By Ben Cohen
A poignant letter written to 'The State' on South Carolina's inability to reform:
The times change, but S.C. doesn’t
According to Walter Edgar’s South Carolina: A History, during World War
II, when recruitment was pushed and the draft became law: “more than
one-half of eligible black males and one-third of white males were
declared unfit due to illiteracy or poor health. These rejection rates
were among the highest in the nation and an indication of the poverty
in which the majority of all Carolinians lived.”
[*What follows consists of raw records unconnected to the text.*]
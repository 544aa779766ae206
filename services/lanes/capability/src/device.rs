//! Device capability snapshot and probing.

use crate::protected::ProtectedMediaCapabilities;
use bitflags::bitflags;
use serde::{Deserialize, Serialize};
use tracing::debug;

/// Screen geometry and input traits
#[derive(Debug, Clone, PartialEq, Serialize, Deserialize)]
#[serde(rename_all = "camelCase", default)]
pub struct ScreenInfo {
    /// Width in logical pixels
    pub width: u32,
    /// Height in logical pixels
    pub height: u32,
    /// Physical pixels per logical pixel
    pub pixel_ratio: f64,
    /// Whether touch input is available
    pub touch: bool,
}

impl Default for ScreenInfo {
    fn default() -> Self {
        Self {
            width: 1920,
            height: 1080,
            pixel_ratio: 1.0,
            touch: false,
        }
    }
}

/// Effective connection class reported by the network layer
#[derive(Debug, Clone, Copy, PartialEq, Eq, Serialize, Deserialize)]
pub enum EffectiveType {
    /// Slower than 2G
    #[serde(rename = "slow-2g")]
    Slow2g,
    /// 2G-class link
    #[serde(rename = "2g")]
    TwoG,
    /// 3G-class link
    #[serde(rename = "3g")]
    ThreeG,
    /// 4G-class link or better
    #[serde(rename = "4g")]
    FourG,
}

impl EffectiveType {
    /// Whether this is a 2G-class (or slower) link
    pub fn is_2g_class(self) -> bool {
        matches!(self, EffectiveType::Slow2g | EffectiveType::TwoG)
    }
}

/// Network hints
#[derive(Debug, Clone, Default, PartialEq, Serialize, Deserialize)]
#[serde(rename_all = "camelCase", default)]
pub struct NetworkHints {
    /// Effective connection class, if known
    #[serde(skip_serializing_if = "Option::is_none")]
    pub effective_type: Option<EffectiveType>,
    /// Estimated downlink bandwidth in Mbit/s
    #[serde(skip_serializing_if = "Option::is_none")]
    pub downlink_mbps: Option<f64>,
    /// Estimated round-trip time in milliseconds
    #[serde(skip_serializing_if = "Option::is_none")]
    pub rtt_ms: Option<u32>,
    /// User asked for reduced data usage
    pub save_data: bool,
}

bitflags! {
    /// Supported streaming-container families
    #[derive(Debug, Clone, Copy, PartialEq, Eq, Hash, Serialize, Deserialize)]
    pub struct ContainerSupport: u8 {
        /// HTTP Live Streaming
        const HLS = 1 << 0;
        /// MPEG-DASH
        const DASH = 1 << 1;
        /// Progressive MP4
        const MP4 = 1 << 2;
    }
}

/// Audio codec support flags
#[derive(Debug, Clone, Copy, PartialEq, Eq, Serialize, Deserialize)]
#[serde(default)]
pub struct CodecSupport {
    /// AAC
    pub aac: bool,
    /// Opus
    pub opus: bool,
    /// FLAC
    pub flac: bool,
}

impl Default for CodecSupport {
    fn default() -> Self {
        Self {
            aac: true,
            opus: true,
            flac: false,
        }
    }
}

/// Document format support flags
#[derive(Debug, Clone, Copy, PartialEq, Eq, Serialize, Deserialize)]
#[serde(default)]
pub struct DocumentSupport {
    /// PDF rendering
    pub pdf: bool,
    /// EPUB rendering
    pub epub: bool,
}

impl Default for DocumentSupport {
    fn default() -> Self {
        Self {
            pdf: true,
            epub: false,
        }
    }
}

/// Immutable snapshot of device traits.
///
/// `protected_media` is `None` until the asynchronous key-system probe has
/// run; treat it as unknown, not as "nothing supported".
#[derive(Debug, Clone, PartialEq, Serialize, Deserialize)]
#[serde(rename_all = "camelCase")]
pub struct DeviceCapabilities {
    /// Screen geometry
    pub screen: ScreenInfo,
    /// Network hints
    pub network: NetworkHints,
    /// Logical CPU count, where exposed
    #[serde(skip_serializing_if = "Option::is_none")]
    pub hardware_concurrency: Option<u32>,
    /// Device memory in GiB, where exposed
    #[serde(skip_serializing_if = "Option::is_none")]
    pub device_memory_gb: Option<f64>,
    /// Graphics renderer identifier
    #[serde(skip_serializing_if = "Option::is_none")]
    pub gpu_renderer: Option<String>,
    /// Streaming-container support
    pub containers: ContainerSupport,
    /// Protected-media key systems, once probed
    pub protected_media: Option<ProtectedMediaCapabilities>,
    /// Audio codec support
    pub codecs: CodecSupport,
    /// Document format support
    pub documents: DocumentSupport,
}

/// Synchronous source of device capability snapshots
pub trait DeviceProbe: Send + Sync {
    /// Take a snapshot of the device traits
    fn detect(&self) -> DeviceCapabilities;
}

/// Configured device traits for hosts that cannot introspect them
#[derive(Debug, Clone, PartialEq, Serialize, Deserialize)]
#[serde(rename_all = "camelCase", default)]
pub struct DeviceProfile {
    /// Screen geometry
    pub screen: ScreenInfo,
    /// Network hints
    pub network: NetworkHints,
    /// Logical CPU count; detected from the host when unset
    pub hardware_concurrency: Option<u32>,
    /// Device memory in GiB
    pub device_memory_gb: Option<f64>,
    /// Graphics renderer identifier
    pub gpu_renderer: Option<String>,
    /// Streaming-container support
    pub containers: ContainerSupport,
    /// Audio codec support
    pub codecs: CodecSupport,
    /// Document format support
    pub documents: DocumentSupport,
}

impl Default for DeviceProfile {
    fn default() -> Self {
        Self {
            screen: ScreenInfo::default(),
            network: NetworkHints::default(),
            hardware_concurrency: None,
            device_memory_gb: None,
            gpu_renderer: None,
            containers: ContainerSupport::all(),
            codecs: CodecSupport::default(),
            documents: DocumentSupport::default(),
        }
    }
}

/// Probe backed by a [`DeviceProfile`] plus host introspection
#[derive(Debug, Clone, Default)]
pub struct HostProbe {
    profile: DeviceProfile,
}

impl HostProbe {
    /// Create a probe for the given profile
    pub fn new(profile: DeviceProfile) -> Self {
        Self { profile }
    }
}

impl DeviceProbe for HostProbe {
    fn detect(&self) -> DeviceCapabilities {
        let hardware_concurrency = self.profile.hardware_concurrency.or_else(|| {
            std::thread::available_parallelism()
                .ok()
                .map(|n| n.get() as u32)
        });

        debug!(
            "Detected device: {}x{} @{}x, {:?} cpus, containers {:?}",
            self.profile.screen.width,
            self.profile.screen.height,
            self.profile.screen.pixel_ratio,
            hardware_concurrency,
            self.profile.containers
        );

        DeviceCapabilities {
            screen: self.profile.screen.clone(),
            network: self.profile.network.clone(),
            hardware_concurrency,
            device_memory_gb: self.profile.device_memory_gb,
            gpu_renderer: self.profile.gpu_renderer.clone(),
            containers: self.profile.containers,
            protected_media: None,
            codecs: self.profile.codecs,
            documents: self.profile.documents,
        }
    }
}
More than 60 years later, we still cannot get a tax to discourage the
use of tobacco, which we know kills thousands every year. We should
have the 50-cent tax and use it to improve the level of health in the
Our education level is one of the lowest in the nation, and it has
received national publicity. It was federal law that made integration
possible. Had it not been for the federal government, our schools would
probably still be segregated.
With the stimulus money, the federal government stepped in to try to
shore up our financial situation, and the governor rejected it, only to
be over-ruled by the S.C. Supreme Court. And why is it that so many
other states realize that payday lenders prey on low-income citizens
because of their lack of education, which results in low-paying jobs
that result in a hand-to-mouth existence and the inability to break the
cycle of poverty and raise their standard of living, while our state
just muddles along with the status quo?
When will our politicians move into the 21st century? Why can’t we move ahead for once and be a leader for constructive change?
The governor is worried about debt in the future and rightfully so
because in the present situation, I see nothing improving, and I get
the feeling no one cares. It’s really too bad.